== Assignment ==
The word "opacity" appears in some lines of the listing below; report how many such lines there are, and nothing else.

== Excerpted records ==

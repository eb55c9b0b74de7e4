use dioxus::prelude::*;

use gloo_console::error as console_error;
use rand::Rng;

use crate::common::dom;

const STAR_COUNT: usize = 50;
const CLOUD_COUNT: usize = 10;

#[derive(Clone, Copy, Debug, PartialEq, Eq)]
pub enum StarSize {
    Small,
    Medium,
    Large,
}

impl StarSize {
    /// Bucket a raw 1.0..4.0 size draw into the three sprite classes.
    fn bucket(size: f64) -> Self {
        if size < 1.5 {
            Self::Small
        } else if size < 2.5 {
            Self::Medium
        } else {
            Self::Large
        }
    }

    fn class(&self) -> &'static str {
        match self {
            Self::Small => "star star-small",
            Self::Medium => "star star-medium",
            Self::Large => "star star-large",
        }
    }
}

#[derive(Clone, Debug, PartialEq)]
pub struct StarSpec {
    pub size: StarSize,
    pub left_pct: f64,
    pub top_pct: f64,
    pub delay_secs: f64,
}

fn star_field(rng: &mut impl Rng, count: usize) -> Vec<StarSpec> {
    (0..count)
        .map(|_| StarSpec {
            size: StarSize::bucket(rng.gen_range(1.0..4.0)),
            left_pct: rng.gen_range(0.0..100.0),
            top_pct: rng.gen_range(0.0..100.0),
            delay_secs: rng.gen_range(0.0..3.0),
        })
        .collect()
}

#[derive(Clone, Copy, Debug, PartialEq, Eq)]
pub enum CloudTint {
    Pink,
    Purple,
    Blue,
}

impl CloudTint {
    const ALL: [Self; 3] = [Self::Pink, Self::Purple, Self::Blue];

    fn gradient(&self) -> &'static str {
        match self {
            Self::Pink => "linear-gradient(135deg, var(--pink-dream), var(--pink-light))",
            Self::Purple => "linear-gradient(135deg, var(--purple-dream), var(--purple-light))",
            Self::Blue => "linear-gradient(135deg, var(--blue-dream), var(--blue-light))",
        }
    }
}

#[derive(Clone, Debug, PartialEq)]
pub struct CloudSpec {
    pub width_px: f64,
    pub left_pct: f64,
    pub top_pct: f64,
    pub drift_secs: f64,
    pub delay_secs: f64,
    pub opacity: f64,
    pub tint: CloudTint,
}

impl CloudSpec {
    /// Clouds keep the same silhouette no matter how wide they are drawn.
    pub fn height_px(&self) -> f64 {
        self.width_px * 0.3
    }
}

fn cloud_field(rng: &mut impl Rng, count: usize) -> Vec<CloudSpec> {
    (0..count)
        .map(|_| CloudSpec {
            width_px: rng.gen_range(50.0..150.0),
            left_pct: rng.gen_range(0.0..100.0),
            top_pct: rng.gen_range(0.0..100.0),
            drift_secs: rng.gen_range(20.0..60.0),
            delay_secs: rng.gen_range(0.0..10.0),
            opacity: rng.gen_range(0.2..0.5),
            tint: CloudTint::ALL[rng.gen_range(0..CloudTint::ALL.len())],
        })
        .collect()
}

/// Parallax speed for the cloud at the given index: later clouds scroll
/// faster, which reads as depth.
fn parallax_speed(index: usize) -> f64 {
    0.3 + index as f64 * 0.1
}

#[derive(Clone, PartialEq, Props)]
struct StarProps {
    spec: StarSpec,
}

#[component]
fn Star(props: StarProps) -> Element {
    let class = props.spec.size.class();
    let style = format!(
        "left: {:.2}%; top: {:.2}%; animation-delay: {:.2}s;",
        props.spec.left_pct, props.spec.top_pct, props.spec.delay_secs,
    );

    rsx! {
        div { class: "{class}", style: "{style}" }
    }
}

#[derive(Clone, PartialEq, Props)]
struct CloudProps {
    spec: CloudSpec,
    index: usize,
    scroll_y: f64,
}

#[component]
fn Cloud(props: CloudProps) -> Element {
    let offset = -(props.scroll_y * parallax_speed(props.index));
    let style = format!(
        "width: {:.0}px; height: {:.0}px; left: {:.2}%; top: {:.2}%; background: {}; \
         animation-duration: {:.1}s; animation-delay: {:.1}s; opacity: {:.2}; \
         transform: translateY({:.1}px);",
        props.spec.width_px,
        props.spec.height_px(),
        props.spec.left_pct,
        props.spec.top_pct,
        props.spec.tint.gradient(),
        props.spec.drift_secs,
        props.spec.delay_secs,
        props.spec.opacity,
        offset,
    );

    rsx! {
        div { class: "cloud", style: "{style}" }
    }
}

/// Fixed decorative layers behind every page: the twinkling star field and
/// the drifting clouds, generated once when the app mounts.
#[component]
pub fn Backdrop() -> Element {
    let stars = use_hook(|| star_field(&mut rand::thread_rng(), STAR_COUNT));
    let clouds = use_hook(|| cloud_field(&mut rand::thread_rng(), CLOUD_COUNT));

    let scroll_y = use_signal(|| 0.0f64);

    use_hook(move || {
        if let Err(err) = dom::on_window_scroll(move |offset| {
            let mut scroll_y = scroll_y;
            scroll_y.set(offset);
        }) {
            console_error!(format!("parallax scroll listener unavailable: {err}"));
        }
    });

    rsx! {
        div { class: "stars-bg",
            for (index, star) in stars.into_iter().enumerate() {
                Star { key: "{index}", spec: star }
            }
        }
        div { class: "cloud-bg",
            for (index, cloud) in clouds.into_iter().enumerate() {
                Cloud {
                    key: "{index}",
                    spec: cloud,
                    index: index,
                    scroll_y: scroll_y(),
                }
            }
        }
    }
}

#[cfg(test)]
mod tests {
    use super::*;

    #[test]
    fn star_sizes_bucket_on_documented_thresholds() {
        assert_eq!(StarSize::bucket(1.0), StarSize::Small);
        assert_eq!(StarSize::bucket(1.49), StarSize::Small);
        assert_eq!(StarSize::bucket(1.5), StarSize::Medium);
        assert_eq!(StarSize::bucket(2.49), StarSize::Medium);
        assert_eq!(StarSize::bucket(2.5), StarSize::Large);
        assert_eq!(StarSize::bucket(3.99), StarSize::Large);
    }

    #[test]
    fn star_field_respects_count_and_ranges() {
        let stars = star_field(&mut rand::thread_rng(), STAR_COUNT);

        assert_eq!(stars.len(), STAR_COUNT);
        for star in stars {
            assert!((0.0..100.0).contains(&star.left_pct));
            assert!((0.0..100.0).contains(&star.top_pct));
            assert!((0.0..3.0).contains(&star.delay_secs));
        }
    }

    #[test]
    fn cloud_field_respects_count_and_ranges() {
        let clouds = cloud_field(&mut rand::thread_rng(), CLOUD_COUNT);

        assert_eq!(clouds.len(), CLOUD_COUNT);
        for cloud in clouds {
            assert!((50.0..150.0).contains(&cloud.width_px));
            assert!((cloud.height_px() - cloud.width_px * 0.3).abs() < f64::EPSILON);
            assert!((20.0..60.0).contains(&cloud.drift_secs));
            assert!((0.0..10.0).contains(&cloud.delay_secs));
            assert!((0.2..0.5).contains(&cloud.opacity));
        }
    }

    #[test]
    fn parallax_speed_deepens_with_index() {
        assert!((parallax_speed(0) - 0.3).abs() < f64::EPSILON);
        assert!((parallax_speed(3) - 0.6).abs() < f64::EPSILON);
        assert!(parallax_speed(9) > parallax_speed(0));
    }
}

== Written response ==
5